Pour elle, la qualité maîtresse, c’est la brièveté. Elle la pratique et la prône au point d’agacer Benjamin Constant. Et pourtant, comme elle a raison ! La concision des maîtres, brevitas imperatoria ! Tandis que nous tournons gauchement autour d’une idée et que nous lui essayons, l’une après l’autre, plusieurs expressions qui ne vont jamais, elle, d’un coup, trouve le mot juste, qui habille et qui sied, et n’y retouche pas. Cela semble de la maigreur, mais cette maigreur n’existe que par comparaison avec l’embonpoint malsain de nos phrases gonflées de mots parasites ou excessifs.
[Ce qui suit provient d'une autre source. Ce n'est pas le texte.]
// SPDX-FileCopyrightText: 2026 Solace Contributors
// SPDX-License-Identifier: MIT OR Apache-2.0

//! Wire shapes for `POST /v1/messages`.
//!
//! Only the fields the SMS reply path reads are modelled; serde drops the
//! rest of the response.

use serde::{Deserialize, Serialize};

/// Body of a single non-streaming completion call.
#[derive(Debug, Clone, Serialize)]
pub struct CompletionRequest {
    pub model: String,
    pub max_tokens: u32,
    /// Conditioning prompt, sent as the top-level `system` field.
    #[serde(skip_serializing_if = "Option::is_none")]
    pub system: Option<String>,
    pub messages: Vec<Turn>,
    #[serde(skip_serializing_if = "Option::is_none")]
    pub temperature: Option<f32>,
    pub stream: bool,
}

/// One side of the exchange. `role` is `"user"` or `"assistant"`.
#[derive(Debug, Clone, PartialEq, Eq, Serialize, Deserialize)]
pub struct Turn {
    pub role: String,
    pub content: String,
}

impl Turn {
    pub fn user(content: impl Into<String>) -> Self {
        Self {
            role: "user".into(),
            content: content.into(),
        }
    }
}

#[derive(Debug, Clone, Deserialize)]
pub struct CompletionResponse {
    pub id: String,
    pub model: String,
    #[serde(default)]
    pub content: Vec<Block>,
    pub stop_reason: Option<String>,
    #[serde(default)]
    pub usage: TokenUsage,
}

impl CompletionResponse {
    /// Text blocks joined in order; other block kinds are skipped.
    pub fn text(&self) -> String {
        let mut out = String::new();
        for block in &self.content {
            if let Block::Text { text } = block {
                out.push_str(text);
            }
        }
        out
    }
}

#[derive(Debug, Clone, Deserialize)]
#[serde(tag = "type", rename_all = "snake_case")]
pub enum Block {
    Text { text: String },
    #[serde(other)]
    Unsupported,
}

#[derive(Debug, Clone, Copy, Default, Deserialize)]
pub struct TokenUsage {
    pub input_tokens: u32,
    pub output_tokens: u32,
}

/// `{"type":"error","error":{"type":...,"message":...}}`
#[derive(Debug, Clone, Deserialize)]
pub struct ErrorEnvelope {
    pub error: ErrorBody,
}

#[derive(Debug, Clone, Deserialize)]
pub struct ErrorBody {
    #[serde(rename = "type")]
    pub kind: String,
    pub message: String,
}

impl std::fmt::Display for ErrorBody {
    fn fmt(&self, f: &mut std::fmt::Formatter<'_>) -> std::fmt::Result {
        write!(f, "{}: {}", self.kind, self.message)
    }
}

#[cfg(test)]
mod tests {
    use super::*;

    #[test]
    fn unset_system_and_temperature_are_not_sent() {
        let body = CompletionRequest {
            model: "claude-3-5-haiku-latest".into(),
            max_tokens: 160,
            system: None,
            messages: vec![Turn::user("Good morning")],
            temperature: None,
            stream: false,
        };
        let json = serde_json::to_value(&body).unwrap();
        assert_eq!(json["messages"][0]["role"], "user");
        assert_eq!(json["messages"][0]["content"], "Good morning");
        assert_eq!(json["stream"], false);
        assert!(json.get("system").is_none());
        assert!(json.get("temperature").is_none());
    }

    #[test]
    fn text_joins_only_text_blocks() {
        let response: CompletionResponse = serde_json::from_value(serde_json::json!({
            "id": "msg_sms_01",
            "type": "message",
            "role": "assistant",
            "model": "claude-3-5-haiku-latest",
            "content": [
                {"type": "text", "text": "Glad "},
                {"type": "tool_use", "id": "tu_1", "name": "x", "input": {}},
                {"type": "text", "text": "you wrote."}
            ],
            "stop_reason": "end_turn",
            "usage": {"input_tokens": 40, "output_tokens": 6}
        }))
        .unwrap();
        assert_eq!(response.text(), "Glad you wrote.");
        assert_eq!(response.usage.input_tokens, 40);
    }

    #[test]
    fn error_envelope_displays_kind_and_message() {
        let envelope: ErrorEnvelope = serde_json::from_str(
            r#"{"type":"error","error":{"type":"rate_limit_error","message":"Slow down"}}"#,
        )
        .unwrap();
        assert_eq!(envelope.error.to_string(), "rate_limit_error: Slow down");
    }
}
// SPDX-FileCopyrightText: 2026 Solace Contributors
// SPDX-License-Identifier: MIT OR Apache-2.0

//! Memory retrieval: recent window plus a random sample of older messages.

use std::fmt::Write;
use std::sync::Arc;

use solace_core::types::{Author, Message, SystemAccount, UserId};
use solace_core::{MessageRepository, SolaceError};
use tracing::debug;

use crate::window::MemoryWindow;

/// Builds memory windows from the message repository.
#[derive(Clone)]
pub struct MemoryRetriever {
    messages: Arc<dyn MessageRepository>,
}

impl MemoryRetriever {
    pub fn new(messages: Arc<dyn MessageRepository>) -> Self {
        Self { messages }
    }

    /// Messages to replay for `user`, oldest first.
    ///
    /// Never returns more than `window.capacity()` entries. Every sampled
    /// message is strictly older than the oldest recent one, so the result is
    /// free of duplicates and ordered by `created_at`. Repository errors are
    /// returned as-is.
    pub async fn get_memories(
        &self,
        user: UserId,
        window: MemoryWindow,
    ) -> Result<Vec<Message>, SolaceError> {
        let recent = if window.recent_limit > 0 {
            self.messages
                .recent_messages(user, window.recent_limit)
                .await?
        } else {
            Vec::new()
        };

        // No recent messages means no history at all.
        if window.recent_limit > 0 && recent.is_empty() {
            return Ok(Vec::new());
        }

        let historical = if window.historical_limit > 0 {
            self.messages
                .sample_older_messages(
                    user,
                    recent.last(),
                    window.historical_limit,
                    window.authored_only,
                )
                .await?
        } else {
            Vec::new()
        };

        let mut memories = recent;
        memories.extend(historical);
        memories.reverse();

        debug!(
            user_id = %user,
            count = memories.len(),
            recent_limit = window.recent_limit,
            historical_limit = window.historical_limit,
            "memories retrieved"
        );
        Ok(memories)
    }
}

/// One `[timestamp] author: body` line per message.
pub fn render_transcript(messages: &[Message], system: &SystemAccount) -> String {
    let mut out = String::new();
    for message in messages {
        let entry = message.to_history(system);
        let author = match entry.author {
            Author::Agent => "agent",
            Author::User => "user",
        };
        let _ = writeln!(
            out,
            "[{}] {author}: {}",
            entry.timestamp.format("%Y-%m-%d %H:%M"),
            entry.body
        );
    }
    out
}
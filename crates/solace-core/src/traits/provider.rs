// SPDX-FileCopyrightText: 2026 Solace Contributors
// SPDX-License-Identifier: MIT OR Apache-2.0

//! Completion provider capability.

use async_trait::async_trait;

use crate::error::SolaceError;
use crate::text::clean_completion_text;
use crate::traits::adapter::PluginAdapter;
use crate::types::HistoryEntry;

/// Produces the agent's next text message.
#[async_trait]
pub trait CompletionProvider: PluginAdapter {
    /// Generate a reply to `message`, conditioned on `prompt` and prior `history`
    /// (chronological, oldest first).
    async fn complete(
        &self,
        message: &str,
        prompt: &str,
        history: &[HistoryEntry],
    ) -> Result<String, SolaceError>;

    /// Normalize raw completion output for SMS delivery.
    fn clean_text(&self, text: &str) -> String {
        clean_completion_text(text, false)
    }
}
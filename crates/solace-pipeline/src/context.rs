// SPDX-FileCopyrightText: 2026 Solace Contributors
// SPDX-License-Identifier: MIT OR Apache-2.0

//! Shared collaborators handed to every pipeline stage.
//!
//! Everything is constructed once by the caller (the `serve` command or a
//! test harness) and passed in. Stages never reach for globals.

use std::sync::Arc;

use solace_config::SolaceConfig;
use solace_config::model::MemoryConfig;
use solace_core::types::{Message, SystemAccount, UserId};
use solace_core::{
    CompletionProvider, ConversationRepository, CreditLedger, EmotionAnalyzer,
    EmotionRepository, MessageRepository, SmsTransport, SolaceError, UserRepository, WorkQueue,
};
use solace_memory::MemoryRetriever;
use tracing::{debug, warn};

use crate::conversation::ConversationLifecycle;
use crate::outbound::OutboundSender;
use crate::prompt::PromptBuilder;

/// Emotion analysis plus the place its scores are stored.
#[derive(Clone)]
pub struct EmotionSink {
    analyzer: Arc<dyn EmotionAnalyzer>,
    scores: Arc<dyn EmotionRepository>,
}

impl EmotionSink {
    pub fn new(analyzer: Arc<dyn EmotionAnalyzer>, scores: Arc<dyn EmotionRepository>) -> Self {
        Self { analyzer, scores }
    }

    /// Analyze and store scores for `message`.
    pub async fn record(&self, user_id: UserId, message: &Message) -> Result<(), SolaceError> {
        let scores = self.analyzer.analyze(&message.body).await?;
        self.scores.save_scores(user_id, message.id, &scores).await?;
        debug!(
            message_id = %message.id,
            compound = scores.vader.compound,
            "emotion scores stored"
        );
        Ok(())
    }

    /// Like [`EmotionSink::record`], but failures only produce a warning.
    pub async fn record_best_effort(&self, user_id: UserId, message: &Message) {
        if let Err(e) = self.record(user_id, message).await {
            warn!(
                message_id = %message.id,
                user_id = %user_id,
                error = %e,
                "emotion analysis failed"
            );
        }
    }
}

/// Collaborators and settings shared by ingestion, generation, reconciliation,
/// and the nudge scheduler.
#[derive(Clone)]
pub struct PipelineContext {
    pub users: Arc<dyn UserRepository>,
    pub conversations: ConversationLifecycle,
    pub messages: Arc<dyn MessageRepository>,
    pub queue: Arc<dyn WorkQueue>,
    pub ledger: Arc<dyn CreditLedger>,
    pub completion: Arc<dyn CompletionProvider>,
    pub outbound: OutboundSender,
    pub emotion: Option<EmotionSink>,
    pub memory: MemoryRetriever,
    pub prompts: PromptBuilder,
    pub system: SystemAccount,
    pub memory_config: MemoryConfig,
    pub queue_name: String,
}

impl PipelineContext {
    /// Wire a context from one storage backend that implements every
    /// repository trait.
    pub fn from_storage<S>(
        storage: Arc<S>,
        completion: Arc<dyn CompletionProvider>,
        transport: Arc<dyn SmsTransport>,
        config: &SolaceConfig,
    ) -> Result<Self, SolaceError>
    where
        S: UserRepository
            + ConversationRepository
            + MessageRepository
            + WorkQueue
            + CreditLedger
            + EmotionRepository
            + 'static,
    {
        let system = SystemAccount {
            user_id: UserId(config.system.user_id),
            phone_number: config.system.phone_number.clone(),
        };
        let messages: Arc<dyn MessageRepository> = storage.clone();

        Ok(Self {
            users: storage.clone(),
            conversations: ConversationLifecycle::new(storage.clone()),
            messages: messages.clone(),
            queue: storage.clone(),
            ledger: storage,
            completion,
            outbound: OutboundSender::new(messages.clone(), transport, system.clone()),
            emotion: None,
            memory: MemoryRetriever::new(messages),
            prompts: PromptBuilder::new(config.agent.name.clone(), &config.agent.timezone)?,
            system,
            memory_config: config.memory.clone(),
            queue_name: config.queue.name.clone(),
        })
    }

    /// Enable emotion analysis of inbound messages.
    pub fn with_emotion(mut self, sink: EmotionSink) -> Self {
        self.emotion = Some(sink);
        self
    }
}

#[cfg(test)]
mod tests {
    use super::*;
    use chrono::Utc;
    use solace_core::MessageStatus;
    use solace_core::types::{ConversationId, MessageId, MessageType};
    use solace_test_utils::{MockEmotion, TestStorage};
    use tracing_test::traced_test;

    fn inbound() -> Message {
        Message {
            id: MessageId(7),
            conversation_id: ConversationId(3),
            from_user_id: UserId(2),
            to_user_id: UserId(1),
            body: "rough day".into(),
            message_type: MessageType::Sms,
            status: MessageStatus::Received,
            reference_id: Some("SMin7".into()),
            sent_at: None,
            received_at: Some(Utc::now()),
            created_at: Utc::now(),
        }
    }

    #[tokio::test]
    #[traced_test]
    async fn best_effort_recording_only_warns() {
        let store = TestStorage::new().await.unwrap();
        let analyzer = Arc::new(MockEmotion::failing());
        let sink = EmotionSink::new(analyzer.clone(), store.storage.clone());

        assert!(sink.record(UserId(2), &inbound()).await.is_err());
        sink.record_best_effort(UserId(2), &inbound()).await;

        assert_eq!(analyzer.calls(), 2);
        assert!(logs_contain("emotion analysis failed"));
        assert!(logs_contain("message_id=7"));
    }
}
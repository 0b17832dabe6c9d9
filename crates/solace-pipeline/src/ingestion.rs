// SPDX-FileCopyrightText: 2026 Solace Contributors
// SPDX-License-Identifier: MIT OR Apache-2.0

//! Inbound stage: validate, record, and enqueue for generation.

use chrono::Utc;
use solace_core::phone::normalize_e164;
use solace_core::types::{InboundSms, Message, MessageType, NewMessage};
use solace_core::{MessageStatus, SolaceError};
use tracing::{debug, error, info, warn};

use crate::context::PipelineContext;
use crate::envelope::QueueEnvelope;

/// Records inbound messages and hands them to the generation queue.
#[derive(Clone)]
pub struct Ingestion {
    ctx: PipelineContext,
}

impl Ingestion {
    pub fn new(ctx: PipelineContext) -> Self {
        Self { ctx }
    }

    /// Accept one inbound SMS.
    ///
    /// Opens a conversation, stores the message as `Received`, and enqueues
    /// it. A redelivered webhook whose transport id is already stored returns
    /// the stored message without enqueueing again. If the enqueue fails the
    /// message is marked `Failed` and its conversation closed before the
    /// error is returned.
    pub async fn receive(&self, inbound: InboundSms) -> Result<Message, SolaceError> {
        let from = validate(&inbound)?;

        let user = self
            .ctx
            .users
            .find_user_by_phone(&from)
            .await?
            .ok_or_else(|| SolaceError::not_found("user", &from))?;

        if let Some(reference_id) = inbound.reference_id.as_deref()
            && let Some(existing) = self.ctx.messages.find_by_reference(reference_id).await?
        {
            debug!(
                message_id = %existing.id,
                reference_id,
                "inbound message already recorded"
            );
            return Ok(existing);
        }

        let conversation = self.ctx.conversations.open(user.id).await?;
        let now = Utc::now();
        let created = self
            .ctx
            .messages
            .create_message(NewMessage {
                conversation_id: conversation.id,
                from_user_id: user.id,
                to_user_id: self.ctx.system.user_id,
                body: inbound.body,
                message_type: MessageType::Sms,
                status: MessageStatus::Received,
                reference_id: inbound.reference_id,
                sent_at: None,
                received_at: Some(now),
            })
            .await?;

        let mut message = self
            .ctx
            .messages
            .get_message(created.id)
            .await?
            .ok_or_else(|| SolaceError::not_found("message", created.id))?;

        if let Err(e) = self.enqueue(&message).await {
            error!(
                message_id = %message.id,
                conversation_id = %conversation.id,
                error = %e,
                "failed to enqueue inbound message"
            );
            message.status = MessageStatus::Failed;
            if let Err(update_err) = self.ctx.messages.update_message(&message).await {
                warn!(message_id = %message.id, error = %update_err, "failed to mark message failed");
            }
            if let Err(close_err) = self.ctx.conversations.close(conversation.id).await {
                warn!(conversation_id = %conversation.id, error = %close_err, "failed to close conversation");
            }
            return Err(e);
        }

        info!(
            message_id = %message.id,
            conversation_id = %conversation.id,
            user_id = %user.id,
            "inbound message recorded"
        );
        Ok(message)
    }

    async fn enqueue(&self, message: &Message) -> Result<i64, SolaceError> {
        let payload = QueueEnvelope::wrap(message)?.to_json()?;
        self.ctx.queue.enqueue(&self.ctx.queue_name, &payload).await
    }
}

/// Required fields present and a well-formed sender. Returns the normalized
/// sender number.
fn validate(inbound: &InboundSms) -> Result<String, SolaceError> {
    for (field, value) in [
        ("From", &inbound.from),
        ("To", &inbound.to),
        ("Body", &inbound.body),
    ] {
        if value.trim().is_empty() {
            return Err(SolaceError::Validation(format!("missing {field}")));
        }
    }
    normalize_e164(&inbound.from)
}
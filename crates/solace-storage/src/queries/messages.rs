// SPDX-FileCopyrightText: 2026 Solace Contributors
// SPDX-License-Identifier: MIT OR Apache-2.0

//! Message CRUD operations and history queries.

use chrono::{DateTime, Utc};
use rusqlite::{OptionalExtension, Row, params};
use solace_core::types::{
    ConversationId, Message, MessageId, MessageType, NewMessage, UserId, format_timestamp,
};
use solace_core::{MessageStatus, SolaceError};

use crate::database::Database;
use crate::queries::{opt_timestamp, timestamp};

const MESSAGE_COLUMNS: &str = "id, conversation_id, from_user_id, to_user_id, body, message_type,
                               status, reference_id, sent_at, received_at, created_at";

fn map_message(row: &Row<'_>) -> rusqlite::Result<Message> {
    Ok(Message {
        id: MessageId(row.get(0)?),
        conversation_id: ConversationId(row.get(1)?),
        from_user_id: UserId(row.get(2)?),
        to_user_id: UserId(row.get(3)?),
        body: row.get(4)?,
        message_type: MessageType::from_id(row.get(5)?),
        status: MessageStatus::from_id(row.get(6)?),
        reference_id: row.get(7)?,
        sent_at: opt_timestamp(row, 8)?,
        received_at: opt_timestamp(row, 9)?,
        created_at: timestamp(row, 10)?,
    })
}

/// Insert a message and return the stored row.
pub async fn create_message(db: &Database, message: NewMessage) -> Result<Message, SolaceError> {
    let created_at = format_timestamp(Utc::now());
    db.connection()
        .call(move |conn| {
            conn.execute(
                "INSERT INTO messages (conversation_id, from_user_id, to_user_id, body,
                                       message_type, status, reference_id, sent_at,
                                       received_at, created_at)
                 VALUES (?1, ?2, ?3, ?4, ?5, ?6, ?7, ?8, ?9, ?10)",
                params![
                    message.conversation_id.0,
                    message.from_user_id.0,
                    message.to_user_id.0,
                    message.body,
                    message.message_type.id(),
                    message.status.id(),
                    message.reference_id,
                    message.sent_at.map(format_timestamp),
                    message.received_at.map(format_timestamp),
                    created_at,
                ],
            )?;
            let id = conn.last_insert_rowid();
            conn.query_row(
                &format!("SELECT {MESSAGE_COLUMNS} FROM messages WHERE id = ?1"),
                params![id],
                map_message,
            )
        })
        .await
        .map_err(crate::database::map_tr_err)
}

/// Get a message by ID.
pub async fn get_message(db: &Database, id: MessageId) -> Result<Option<Message>, SolaceError> {
    db.connection()
        .call(move |conn| {
            conn.query_row(
                &format!("SELECT {MESSAGE_COLUMNS} FROM messages WHERE id = ?1"),
                params![id.0],
                map_message,
            )
            .optional()
        })
        .await
        .map_err(crate::database::map_tr_err)
}

/// Get a message by its transport reference id.
pub async fn find_by_reference(
    db: &Database,
    reference_id: &str,
) -> Result<Option<Message>, SolaceError> {
    let reference_id = reference_id.to_string();
    db.connection()
        .call(move |conn| {
            conn.query_row(
                &format!("SELECT {MESSAGE_COLUMNS} FROM messages WHERE reference_id = ?1"),
                params![reference_id],
                map_message,
            )
            .optional()
        })
        .await
        .map_err(crate::database::map_tr_err)
}

/// Persist the mutable delivery fields of a message.
pub async fn update_message(db: &Database, message: &Message) -> Result<(), SolaceError> {
    let id = message.id;
    let status = message.status.id();
    let reference_id = message.reference_id.clone();
    let sent_at = message.sent_at.map(format_timestamp);
    let received_at = message.received_at.map(format_timestamp);
    let updated = db
        .connection()
        .call(move |conn| {
            conn.execute(
                "UPDATE messages SET status = ?1, reference_id = ?2, sent_at = ?3, received_at = ?4
                 WHERE id = ?5",
                params![status, reference_id, sent_at, received_at, id.0],
            )
        })
        .await
        .map_err(crate::database::map_tr_err)?;

    if updated == 0 {
        return Err(SolaceError::not_found("message", id));
    }
    Ok(())
}

/// All messages of a conversation, oldest first.
pub async fn conversation_messages(
    db: &Database,
    conversation_id: ConversationId,
) -> Result<Vec<Message>, SolaceError> {
    db.connection()
        .call(move |conn| {
            let mut stmt = conn.prepare(&format!(
                "SELECT {MESSAGE_COLUMNS} FROM messages
                 WHERE conversation_id = ?1 ORDER BY created_at ASC, id ASC"
            ))?;
            let rows = stmt.query_map(params![conversation_id.0], map_message)?;
            rows.collect::<Result<Vec<_>, _>>()
        })
        .await
        .map_err(crate::database::map_tr_err)
}

/// Most recent messages sent or received by `user`, newest first.
pub async fn recent_messages(
    db: &Database,
    user: UserId,
    limit: usize,
) -> Result<Vec<Message>, SolaceError> {
    let limit = limit as i64;
    db.connection()
        .call(move |conn| {
            let mut stmt = conn.prepare(&format!(
                "SELECT {MESSAGE_COLUMNS} FROM messages
                 WHERE from_user_id = ?1 OR to_user_id = ?1
                 ORDER BY created_at DESC, id DESC
                 LIMIT ?2"
            ))?;
            let rows = stmt.query_map(params![user.0, limit], map_message)?;
            rows.collect::<Result<Vec<_>, _>>()
        })
        .await
        .map_err(crate::database::map_tr_err)
}

/// Random sample of `user`'s messages strictly older than `before`, newest first.
pub async fn sample_older_messages(
    db: &Database,
    user: UserId,
    before: Option<&Message>,
    limit: usize,
    authored_only: bool,
) -> Result<Vec<Message>, SolaceError> {
    let limit = limit as i64;
    // (created_at, id) is a total order, so "older" excludes the boundary row.
    let (before_at, before_id) = match before {
        Some(m) => (format_timestamp(m.created_at), m.id.0),
        None => ("9999-12-31T23:59:59.999Z".to_string(), i64::MAX),
    };
    let mut sample = db
        .connection()
        .call(move |conn| {
            let mut stmt = conn.prepare(&format!(
                "SELECT {MESSAGE_COLUMNS} FROM messages
                 WHERE (from_user_id = ?1 OR (?2 = 0 AND to_user_id = ?1))
                   AND (created_at < ?3 OR (created_at = ?3 AND id < ?4))
                 ORDER BY RANDOM()
                 LIMIT ?5"
            ))?;
            let rows = stmt.query_map(
                params![user.0, authored_only, before_at, before_id, limit],
                map_message,
            )?;
            rows.collect::<Result<Vec<_>, _>>()
        })
        .await
        .map_err(crate::database::map_tr_err)?;

    sample.sort_by(|a, b| (b.created_at, b.id).cmp(&(a.created_at, a.id)));
    Ok(sample)
}

/// Messages from `sender` still `Sending` without a reference id, created before `before`.
pub async fn stale_unsent(
    db: &Database,
    sender: UserId,
    before: DateTime<Utc>,
) -> Result<Vec<Message>, SolaceError> {
    let before = format_timestamp(before);
    db.connection()
        .call(move |conn| {
            let mut stmt = conn.prepare(&format!(
                "SELECT {MESSAGE_COLUMNS} FROM messages
                 WHERE from_user_id = ?1 AND status = ?2 AND reference_id IS NULL
                   AND created_at < ?3
                 ORDER BY id ASC"
            ))?;
            let rows = stmt.query_map(
                params![sender.0, MessageStatus::Sending.id(), before],
                map_message,
            )?;
            rows.collect::<Result<Vec<_>, _>>()
        })
        .await
        .map_err(crate::database::map_tr_err)
}

#[cfg(test)]
mod tests {
    use super::*;
    use crate::queries::conversations;
    use crate::queries::fixtures::{seed_pair, setup_db};
    use chrono::Duration;
    use solace_core::types::User;

    async fn insert(db: &Database, from: &User, to: &User, body: &str) -> Message {
        let conv = conversations::create_conversation(db, from.id.max(to.id), Utc::now())
            .await
            .unwrap();
        create_message(
            db,
            NewMessage {
                conversation_id: conv.id,
                from_user_id: from.id,
                to_user_id: to.id,
                body: body.into(),
                message_type: MessageType::Sms,
                status: MessageStatus::Received,
                reference_id: None,
                sent_at: None,
                received_at: None,
            },
        )
        .await
        .unwrap()
    }

    #[tokio::test]
    async fn create_update_and_find_by_reference() {
        let (db, _dir) = setup_db().await;
        let (system, user) = seed_pair(&db).await;

        let mut msg = insert(&db, &system, &user, "hello").await;
        assert!(msg.reference_id.is_none());

        msg.reference_id = Some("SM123".into());
        msg.status = MessageStatus::Sent;
        msg.sent_at = Some(Utc::now());
        update_message(&db, &msg).await.unwrap();

        let found = find_by_reference(&db, "SM123").await.unwrap().unwrap();
        assert_eq!(found.id, msg.id);
        assert_eq!(found.status, MessageStatus::Sent);
        assert!(found.sent_at.is_some());
        db.close().await.unwrap();
    }

    #[tokio::test]
    async fn reference_ids_are_unique() {
        let (db, _dir) = setup_db().await;
        let (system, user) = seed_pair(&db).await;
        let mut a = insert(&db, &system, &user, "a").await;
        let mut b = insert(&db, &system, &user, "b").await;

        a.reference_id = Some("SMdup".into());
        update_message(&db, &a).await.unwrap();
        b.reference_id = Some("SMdup".into());
        assert!(update_message(&db, &b).await.is_err());
        db.close().await.unwrap();
    }

    #[tokio::test]
    async fn recent_messages_newest_first_with_limit() {
        let (db, _dir) = setup_db().await;
        let (system, user) = seed_pair(&db).await;
        for i in 0..5 {
            insert(&db, &user, &system, &format!("m{i}")).await;
        }

        let recent = recent_messages(&db, user.id, 3).await.unwrap();
        let bodies: Vec<_> = recent.iter().map(|m| m.body.as_str()).collect();
        assert_eq!(bodies, vec!["m4", "m3", "m2"]);
        db.close().await.unwrap();
    }

    #[tokio::test]
    async fn sample_is_strictly_older_and_respects_authorship() {
        let (db, _dir) = setup_db().await;
        let (system, user) = seed_pair(&db).await;
        for i in 0..6 {
            insert(&db, &user, &system, &format!("u{i}")).await;
            insert(&db, &system, &user, &format!("a{i}")).await;
        }
        let recent = recent_messages(&db, user.id, 4).await.unwrap();
        let boundary = recent.last().unwrap().clone();

        let any = sample_older_messages(&db, user.id, Some(&boundary), 100, false)
            .await
            .unwrap();
        assert_eq!(any.len(), 8);
        assert!(any.iter().all(|m| (m.created_at, m.id) < (boundary.created_at, boundary.id)));
        assert!(any.windows(2).all(|w| (w[0].created_at, w[0].id) > (w[1].created_at, w[1].id)));

        let authored = sample_older_messages(&db, user.id, Some(&boundary), 100, true)
            .await
            .unwrap();
        assert_eq!(authored.len(), 4);
        assert!(authored.iter().all(|m| m.from_user_id == user.id));

        let capped = sample_older_messages(&db, user.id, Some(&boundary), 2, false)
            .await
            .unwrap();
        assert_eq!(capped.len(), 2);
        db.close().await.unwrap();
    }

    #[tokio::test]
    async fn stale_unsent_only_returns_old_unreferenced_sends() {
        let (db, _dir) = setup_db().await;
        let (system, user) = seed_pair(&db).await;
        insert(&db, &user, &system, "one").await;
        let mut outbound = insert(&db, &system, &user, "reply").await;
        outbound.status = MessageStatus::Sending;
        update_message(&db, &outbound).await.unwrap();

        let future = Utc::now() + Duration::seconds(5);
        let stale = stale_unsent(&db, system.id, future).await.unwrap();
        assert_eq!(stale.len(), 1);
        assert_eq!(stale[0].id, outbound.id);

        let past = Utc::now() - Duration::hours(1);
        assert!(stale_unsent(&db, system.id, past).await.unwrap().is_empty());
        db.close().await.unwrap();
    }
}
Sainte-Beuve a relevé une incorrection chez Mme de Charrière. Vraiment ! Rien qu’une ? À ce solécisme unique il eût pu ajouter une infinité de barbarismes dont elle ne se fait pas faute et qui n’empêchent pas son français d’être excellent, car la langue est bien moins dans les mots que dans les tours et dans un je ne sais quoi que les grammairiens ne comprendront jamais. Le grand mérite de ce style, à mon gré, c’est qu’on l’y voit au travers, avec sa brusque sincérité, son impétueuse franchise qui ne ment jamais, ne recule jamais, attaque de front les obstacles, au risque de s’y briser ; avec sa bonté et sa moquerie ; avec ses sensations fines et ardentes, ses élans, si souvent trompés, vers le bien, qui aboutissent à l’universel dégoût. Mme Necker de Saussure a dit qu’elle trouvait toujours dans les moindres ouvrages de Mme de Charrière « une femme qui pense et qui sent. » Ce mot explique l’attrait de ses livres et promet quelque chose de plus à ceux qui pourront pénétrer dans l’intimité de cette femme.

Nous y pénétrons aujourd’hui avec M. Godet.